Friday, March 5, 2010

Frustration

Well today was pretty crappy for a Friday, Dad had a new nurse today and although she is sweet, she is a bit of an airhead and apparently doesn't know how to read. Dad had been on antibiotics for 7 days for pneumonia and a staff infection,, and she told me today when I called that she thought he was "coming down with pneumonia" OMG REALLY???
I did go up to the hospital after work and Dad looked tired, They had him on spontaneous breathing for over 7 hours today and he was worn out! But it is a good thing, this way he can build up his breathing strenght this way.

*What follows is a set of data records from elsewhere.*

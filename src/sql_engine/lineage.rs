//! Column-level lineage for SQL statements
//!
//! Analysis runs in two passes. [`LineageDetector`] walks the statement and
//! fills the scope arena; [`LineageResolver`] then follows every output
//! column of the root scope down through derived tables, CTEs, set
//! operations and scalar subqueries until it reaches base-table columns.
use std::collections::{BTreeSet, HashMap};

use anyhow::Context;
use petgraph::dot::Dot;
use petgraph::graph::{DiGraph, NodeIndex};
use sqlparser::ast::Statement;
use sqlparser::parser::Parser;
use tracing::{debug, info, warn};

use super::detector::{AnalysisOptions, LineageDetector, TargetDescriptor};
use super::error::{LineageError, LineageResult};
use super::model::{
    FieldInfo, FieldKind, FieldLineageInfo, Origin, ScopeId, ScopeRecord, SourceColumn,
    SourceKind, StatementLineage, TargetColumn,
};
use super::scope::ScopeStack;
use super::tables::Catalog;
use crate::config::LineageConfig;

/// Sources already found for a name looked up in a scope's output
type ResolvedNames = HashMap<(ScopeId, String, Option<usize>), BTreeSet<SourceColumn>>;

/// Read-only walk from output fields to their base-table sources
pub struct LineageResolver<'s> {
    scopes: &'s ScopeStack,
    max_depth: usize,
    warnings: Vec<LineageError>,
    resolved: ResolvedNames,
}

impl<'s> LineageResolver<'s> {
    pub fn new(scopes: &'s ScopeStack, max_depth: usize) -> Self {
        Self {
            scopes,
            max_depth,
            warnings: Vec::new(),
            resolved: HashMap::new(),
        }
    }

    /// All sources of one field
    pub fn sources_of(&mut self, field: &FieldInfo) -> LineageResult<BTreeSet<SourceColumn>> {
        let mut sources = BTreeSet::new();
        self.resolve_field(field, 0, &mut sources)?;
        Ok(sources)
    }

    pub fn warnings(&self) -> &[LineageError] {
        &self.warnings
    }

    pub fn into_warnings(self) -> Vec<LineageError> {
        self.warnings
    }

    fn resolve_field(
        &mut self,
        field: &FieldInfo,
        depth: usize,
        out: &mut BTreeSet<SourceColumn>,
    ) -> LineageResult<()> {
        match &field.kind {
            FieldKind::Column(column) => match &column.origin {
                Origin::Table(table) => {
                    out.insert(SourceColumn::column(table.clone(), column.column.clone()));
                }
                Origin::Scope(child) => {
                    self.resolve_named(*child, &column.column, column.position, depth + 1, out)?;
                }
                Origin::Ambiguous(_) => {
                    out.insert(SourceColumn::other(
                        column.qualifier.clone(),
                        column.column.clone(),
                        SourceKind::Ambiguous,
                    ));
                }
                Origin::Unbound | Origin::Pending => {
                    out.insert(SourceColumn::other(
                        column.qualifier.clone(),
                        column.column.clone(),
                        SourceKind::Unresolved,
                    ));
                }
            },
            FieldKind::Derived(dependencies) => {
                for dependency in dependencies {
                    self.resolve_field(dependency, depth, out)?;
                }
            }
            FieldKind::ScalarSubquery(child) => {
                let scope = self.scope(*child, depth + 1)?;
                for output in &scope.output_fields {
                    self.resolve_field(output, depth + 1, out)?;
                }
            }
            FieldKind::Constant => {
                out.insert(SourceColumn::other(
                    None,
                    field.field_name.clone(),
                    SourceKind::Literal,
                ));
            }
            FieldKind::UnresolvedWildcard { table } => {
                out.insert(SourceColumn::other(
                    table.clone(),
                    "*",
                    SourceKind::UnresolvedWildcard,
                ));
            }
        }
        Ok(())
    }

    /// Follow a name into the output of scope `id`. Each lookup is resolved
    /// once; shared subtrees reuse the stored sources.
    fn resolve_named(
        &mut self,
        id: ScopeId,
        name: &str,
        position: Option<usize>,
        depth: usize,
        out: &mut BTreeSet<SourceColumn>,
    ) -> LineageResult<()> {
        let key = (id, name.to_string(), position);
        if let Some(sources) = self.resolved.get(&key) {
            out.extend(sources.iter().cloned());
            return Ok(());
        }
        let mut sources = BTreeSet::new();
        self.lookup_named(id, name, position, depth, &mut sources)?;
        out.extend(sources.iter().cloned());
        self.resolved.insert(key, sources);
        Ok(())
    }

    fn lookup_named(
        &mut self,
        id: ScopeId,
        name: &str,
        position: Option<usize>,
        depth: usize,
        out: &mut BTreeSet<SourceColumn>,
    ) -> LineageResult<()> {
        let scope = self.scope(id, depth)?;
        let fields = &scope.output_fields;

        let at_position = position
            .and_then(|p| fields.get(p))
            .filter(|field| field.field_name == name);
        let chosen = match at_position {
            Some(field) => Some(field),
            None => {
                let mut matches = fields.iter().filter(|field| field.field_name == name);
                let first = matches.next();
                if first.is_some() && matches.next().is_some() {
                    self.duplicate_output(name, id);
                }
                first.or_else(|| {
                    position
                        .and_then(|p| fields.get(p))
                        .filter(|field| !field.is_star())
                })
            }
        };
        if let Some(field) = chosen {
            return self.resolve_field(field, depth, out);
        }

        let stars: Vec<&FieldInfo> = fields.iter().filter(|field| field.is_star()).collect();
        match stars.as_slice() {
            [star] => self.resolve_through_star(star, name, depth, out),
            [] => {
                debug!(scope = id, column = name, "name not found in scope output");
                out.insert(SourceColumn::other(None, name, SourceKind::Unresolved));
                Ok(())
            }
            _ => {
                out.insert(SourceColumn::other(None, name, SourceKind::Ambiguous));
                Ok(())
            }
        }
    }

    /// A name missing from a scope's output can still come from its single
    /// unexpanded wildcard.
    fn resolve_through_star(
        &mut self,
        star: &FieldInfo,
        name: &str,
        depth: usize,
        out: &mut BTreeSet<SourceColumn>,
    ) -> LineageResult<()> {
        match &star.kind {
            FieldKind::UnresolvedWildcard { table: Some(table) } => {
                out.insert(SourceColumn::column(table.clone(), name));
            }
            FieldKind::Column(column) => match &column.origin {
                Origin::Scope(child) => self.resolve_named(*child, name, None, depth + 1, out)?,
                Origin::Table(table) => {
                    out.insert(SourceColumn::column(table.clone(), name));
                }
                _ => {
                    out.insert(SourceColumn::other(None, name, SourceKind::Unresolved));
                }
            },
            _ => {
                out.insert(SourceColumn::other(None, name, SourceKind::Unresolved));
            }
        }
        Ok(())
    }

    fn scope(&self, id: ScopeId, depth: usize) -> LineageResult<&'s ScopeRecord> {
        if depth > self.max_depth {
            return Err(LineageError::DepthExceeded(self.max_depth));
        }
        self.scopes
            .get(id)
            .ok_or_else(|| LineageError::MalformedAst(format!("unknown scope {}", id)))
    }

    fn duplicate_output(&mut self, column: &str, scope: ScopeId) {
        let warning = LineageError::DuplicateOutputName {
            column: column.to_string(),
            scope,
        };
        if !self.warnings.contains(&warning) {
            warn!(column, scope, "duplicate output name, using the first");
            self.warnings.push(warning);
        }
    }
}

/// Analyze one parsed statement. Failures are carried in the result's
/// `error` together with whatever lineage was computed before them.
pub fn analyze_statement(
    statement_index: usize,
    statement: &Statement,
    catalog: &Catalog,
    options: &AnalysisOptions,
) -> StatementLineage {
    let mut result = StatementLineage {
        statement_index,
        target_table: None,
        lineage: Vec::new(),
        warnings: Vec::new(),
        error: None,
    };

    let mut detector = LineageDetector::new(catalog, *options);
    let detected = detector.detect(statement);
    result.warnings = detector.take_warnings();
    result.target_table = detector.target().and_then(|target| target.table.clone());
    if let Err(err) = detected {
        warn!(statement = statement_index, error = %err, "statement analysis failed");
        result.error = Some(err);
        return result;
    }

    let Some(root) = detector
        .root_scope()
        .and_then(|id| detector.scopes().get(id))
    else {
        result.error = Some(LineageError::MalformedAst(
            "statement has no query body".to_string(),
        ));
        return result;
    };

    let (names, mismatch) = target_names(&root.output_fields, detector.target());
    // Output names are not columns of the target table
    let target_table = match mismatch {
        Some(_) => None,
        None => result.target_table.clone(),
    };
    result.error = mismatch;

    let mut resolver = LineageResolver::new(detector.scopes(), options.max_depth);
    for (field, name) in root.output_fields.iter().zip(names) {
        match resolver.sources_of(field) {
            Ok(sources) => result.lineage.push(FieldLineageInfo {
                target: TargetColumn {
                    table: target_table.clone(),
                    field: name,
                },
                sources,
                transformation: field.process,
            }),
            Err(err) => {
                warn!(statement = statement_index, error = %err, "lineage resolution stopped");
                result.error = Some(err);
                break;
            }
        }
    }
    result.warnings.extend(resolver.into_warnings());
    result
}

/// Target column names for the root outputs. An explicit column list must
/// match the output count; on mismatch the output names are used instead.
fn target_names(
    outputs: &[FieldInfo],
    target: Option<&TargetDescriptor>,
) -> (Vec<String>, Option<LineageError>) {
    let output_names = || outputs.iter().map(|f| f.field_name.clone()).collect();
    match target {
        Some(target) if !target.columns.is_empty() => {
            if target.columns.len() == outputs.len() {
                (target.columns.clone(), None)
            } else {
                (
                    output_names(),
                    Some(LineageError::PositionalMismatch {
                        targets: target.columns.len(),
                        outputs: outputs.len(),
                    }),
                )
            }
        }
        _ => (output_names(), None),
    }
}

/// Analyze a batch; one failing statement never stops the rest
pub fn analyze_statements(statements: &[Statement], config: &LineageConfig) -> Vec<StatementLineage> {
    let catalog = config.catalog();
    let options = config.analysis_options();

    let results: Vec<StatementLineage> = statements
        .iter()
        .enumerate()
        .map(|(index, statement)| analyze_statement(index, statement, &catalog, &options))
        .collect();

    let failed = results.iter().filter(|r| !r.is_ok()).count();
    info!(
        statements = results.len(),
        failed,
        "lineage analysis complete"
    );
    results
}

/// Parse `sql` with the configured dialect and analyze every statement
pub fn extract_column_lineage(
    sql: &str,
    config: &LineageConfig,
) -> anyhow::Result<Vec<StatementLineage>> {
    let dialect = config.dialect()?;
    let statements = Parser::parse_sql(dialect.as_ref(), sql).context("Error parsing SQL")?;
    Ok(analyze_statements(&statements, config))
}

/// Generate a graph representation of the lineage (dot format for Graphviz)
pub fn generate_lineage_graph(lineage: &[FieldLineageInfo]) -> String {
    let mut graph: DiGraph<String, String> = DiGraph::new();
    let mut nodes: HashMap<String, NodeIndex> = HashMap::new();
    let mut node = |graph: &mut DiGraph<String, String>, label: String| {
        *nodes
            .entry(label.clone())
            .or_insert_with(|| graph.add_node(label))
    };

    for item in lineage {
        let target = node(&mut graph, item.target.to_string());
        for source in &item.sources {
            let source = node(&mut graph, source.to_string());
            graph.add_edge(source, target, item.transformation.to_string());
        }
    }

    format!("{}", Dot::new(&graph))
}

Then I get home to my wonderful husband frustrated with Sis, she doesn't react well to change and stress and that is all our lives have been for the last two weeks, so she is being a mouthy and smart mouth little shit. I can deal with it, I grew up with it, but Hubby is coming in as an outsider and even though she has been with us for 9 years now, she still doesn't respect him like she does Dad or I. I wish that she would do better with him, and I wish that she would realize that after almost 14 years, he isn't going anywhere. But then again she has the mind of a child and with the other divorces in our family, and the distasters that happened after that,, I can see why she is leery and she doesn't have a concept of time, not like you or I do. She will tell you that something happened last week, when it happened years ago, and things that happened yesterday, she can't remember. How do you explain that to an outsider, someone who didn't grow up with anyone with a learning disability? Most of my family can deal with it, Cousins and close friends that have been a part of our lives for years and years, But someone who didn't grow up with it, it has to be hard. However I don't have the power to change it. I just hope that things calm down very soon!